■ **Directions**
Output exactly the first line of the listing and each line after it, through the line that contains "let identifier = Arc::new(config.language_identifier());"; add nothing else.

......

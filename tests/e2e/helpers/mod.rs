use habla_backend::controllers::{
    health::HealthController, learn::LearnController, speech::SpeechController,
};
use habla_backend::domain::session::SessionStore;
use habla_backend::domain::speech::{
    FailurePolicy, LanguageCode, SegmentMode, SpeechService,
};
use habla_backend::domain::transcription::TranscriptionService;
use habla_backend::domain::tutor::TutorService;
use habla_backend::infrastructure::config::{Config, Environment, LogFormat, TtsProvider};
use habla_backend::infrastructure::http::create_router;
use std::sync::Arc;
use test_context::AsyncTestContext;
use tokio::net::TcpListener;

pub mod api_client;
pub mod assertions;

use api_client::TestClient;
use mocks::{MockChatRepository, MockTranscriptionRepository, MockTtsRepository};

/// Summaries refresh every other turn in tests
pub const TEST_SUMMARY_INTERVAL: u32 = 2;

pub struct TestContext {
    pub client: TestClient,
    #[allow(dead_code)]
    pub config: Config,
    pub chat: Arc<MockChatRepository>,
    pub tts: Arc<MockTtsRepository>,
    pub transcription: Arc<MockTranscriptionRepository>,
}

impl AsyncTestContext for TestContext {
    fn setup() -> impl std::future::Future<Output = Self> + Send {
        async {
            let config = test_config();

            let chat = Arc::new(MockChatRepository::default());
            let tts = Arc::new(MockTtsRepository::default());
            let transcription = Arc::new(MockTranscriptionRepository::default());

            let identifier = Arc::new(config.language_identifier());
            let speech_service = Arc::new(SpeechService::new(
                identifier,
                tts.clone(),
                config.pipeline_settings(),
            ));
            let sessions = Arc::new(SessionStore::new(
                config.session_capacity,
                config.summary_interval,
            ));
            let tutor_service = Arc::new(TutorService::new(
                chat.clone(),
                speech_service.clone(),
                sessions,
            ));
            let transcription_service = Arc::new(TranscriptionService::new(
                transcription.clone(),
                config.transcription_language.clone(),
            ));

            let health_controller = Arc::new(HealthController::new(
                speech_service.provider(),
                config.supported_languages.clone(),
                config.default_language,
            ));
            let learn_controller = Arc::new(LearnController::new(tutor_service));
            let speech_controller = Arc::new(SpeechController::new(
                speech_service,
                transcription_service,
            ));

            let app = create_router(&config, health_controller, learn_controller, speech_controller);

            // Start server
            let listener = TcpListener::bind("127.0.0.1:0")
                .await
                .expect("Failed to bind listener");
            let addr = listener.local_addr().expect("Failed to get local addr");
            let base_url = format!("http://{}", addr);

            tokio::spawn(async move {
                axum::serve(listener, app).await.unwrap();
            });

            Self {
                client: TestClient::new(&base_url),
                config,
                chat,
                tts,
                transcription,
            }
        }
    }

    fn teardown(self) -> impl std::future::Future<Output = ()> + Send {
        async {}
    }
}

fn test_config() -> Config {
    Config {
        host: "127.0.0.1".to_string(),
        port: 0, // Will be assigned by the OS
        environment: Environment::Development,
        log_format: LogFormat::Pretty,
        openai_api_key: "test-openai-key".to_string(),
        openai_base_url: None,
        chat_model: "gpt-4o-mini".to_string(),
        tts_provider: TtsProvider::Polly,
        aws_region: "us-east-1".to_string(),
        openai_tts_model: "tts-1".to_string(),
        openai_tts_voice: None,
        transcription_model: "whisper-1".to_string(),
        transcription_language: None,
        supported_languages: vec![LanguageCode::English, LanguageCode::Spanish],
        default_language: LanguageCode::English,
        segment_mode: SegmentMode::Sentence,
        chunk_words: 20,
        synthesis_concurrency: 4,
        synthesis_failure_policy: FailurePolicy::Lenient,
        summary_interval: TEST_SUMMARY_INTERVAL,
        session_capacity: 100,
        cors_allowed_origins: vec!["http://localhost:3000".to_string()],
    }
}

......

■ **Solved exercise**
filename tests/e2e/helpers/mod.rs
use habla_backend::controllers::{
    health::HealthController, learn::LearnController, speech::SpeechController,
};
use habla_backend::domain::session::SessionStore;
use habla_backend::domain::speech::{
    FailurePolicy, LanguageCode, SegmentMode, SpeechService,
};
use habla_backend::domain::transcription::TranscriptionService;
use habla_backend::domain::tutor::TutorService;
use habla_backend::infrastructure::config::{Config, Environment, LogFormat, TtsProvider};
use habla_backend::infrastructure::http::create_router;
use std::sync::Arc;
use test_context::AsyncTestContext;
use tokio::net::TcpListener;

pub mod api_client;
pub mod assertions;

use api_client::TestClient;
use mocks::{MockChatRepository, MockTranscriptionRepository, MockTtsRepository};

/// Summaries refresh every other turn in tests
pub const TEST_SUMMARY_INTERVAL: u32 = 2;

pub struct TestContext {
    pub client: TestClient,
    #[allow(dead_code)]
    pub config: Config,
    pub chat: Arc<MockChatRepository>,
    pub tts: Arc<MockTtsRepository>,
    pub transcription: Arc<MockTranscriptionRepository>,
}

impl AsyncTestContext for TestContext {
    fn setup() -> impl std::future::Future<Output = Self> + Send {
        async {
            let config = test_config();

            let chat = Arc::new(MockChatRepository::default());
            let tts = Arc::new(MockTtsRepository::default());
            let transcription = Arc::new(MockTranscriptionRepository::default());

            let identifier = Arc::new(config.language_identifier());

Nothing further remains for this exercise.